### DATA SECTION

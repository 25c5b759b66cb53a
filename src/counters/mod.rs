//! Per-dossier monotonic identifier allocation
//!
//! Every durable object of the dossier (entries, conciliation groups,
//! settlements, imported bank files and their lines, documents, operation
//! templates, tiers) draws its identifier from a per-kind counter persisted
//! in the dossier store. Allocation is delegated to the storage layer,
//! which must persist the incremented value before handing it out, so that
//! several processes attached to the same dossier never share a value.

use serde::{Deserialize, Serialize};
use tracing::debug;

use crate::traits::DossierStorage;
use crate::types::LedgerResult;

/// The identifier families managed per dossier
#[derive(Debug, Clone, Copy, PartialEq, Eq, Hash, Serialize, Deserialize)]
pub enum CounterKind {
    /// Imported bank account transaction files
    Bat,
    /// Lines of imported bank files
    BatLine,
    /// Conciliation groups
    Conciliation,
    /// Attached documents
    Document,
    /// Ledger entries
    Entry,
    /// Operation templates
    Operation,
    /// Settlement groups
    Settlement,
    /// Third parties
    Tiers,
}

impl CounterKind {
    /// The persisted key of this counter kind
    pub fn key(&self) -> &'static str {
        match self {
            CounterKind::Bat => "bat",
            CounterKind::BatLine => "batline",
            CounterKind::Conciliation => "concil",
            CounterKind::Document => "doc",
            CounterKind::Entry => "entry",
            CounterKind::Operation => "ope",
            CounterKind::Settlement => "settlement",
            CounterKind::Tiers => "tiers",
        }
    }
}

/// Identifier allocator over the dossier store
///
/// No next value is ever cached in memory: each allocation round-trips to
/// storage so concurrent processes stay consistent.
pub struct Counters<S: DossierStorage> {
    storage: S,
}

macro_rules! counter_accessors {
    ($(($last:ident, $next:ident, $kind:ident)),* $(,)?) => {
        $(
            /// Last allocated identifier for this kind
            pub async fn $last(&self) -> LedgerResult<u64> {
                self.get_last(CounterKind::$kind).await
            }

            /// Allocate the next identifier for this kind
            pub async fn $next(&mut self) -> LedgerResult<u64> {
                self.get_next(CounterKind::$kind).await
            }
        )*
    };
}

impl<S: DossierStorage> Counters<S> {
    /// Create an allocator over the given storage
    pub fn new(storage: S) -> Self {
        Self { storage }
    }

    /// Last allocated value for a kind, 0 if none was ever allocated
    pub async fn get_last(&self, kind: CounterKind) -> LedgerResult<u64> {
        self.storage.counter_last(kind).await
    }

    /// Allocate the next value for a kind
    ///
    /// The incremented value is durably persisted before this returns; on
    /// storage failure no value is issued.
    pub async fn get_next(&mut self, kind: CounterKind) -> LedgerResult<u64> {
        let value = self.storage.counter_next(kind).await?;
        debug!(kind = kind.key(), value, "allocated identifier");
        Ok(value)
    }

    counter_accessors!(
        (get_last_bat_id, get_next_bat_id, Bat),
        (get_last_batline_id, get_next_batline_id, BatLine),
        (get_last_concil_id, get_next_concil_id, Conciliation),
        (get_last_doc_id, get_next_doc_id, Document),
        (get_last_entry_id, get_next_entry_id, Entry),
        (get_last_ope_id, get_next_ope_id, Operation),
        (get_last_settlement_id, get_next_settlement_id, Settlement),
        (get_last_tiers_id, get_next_tiers_id, Tiers),
    );
}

### TASK TO CARRY OUT
Lines of the material may hold the string "Serialize". Copy each one that does.

### TASK SOLUTION
use serde::{Deserialize, Serialize};
#[derive(Debug, Clone, Copy, PartialEq, Eq, Hash, Serialize, Deserialize)]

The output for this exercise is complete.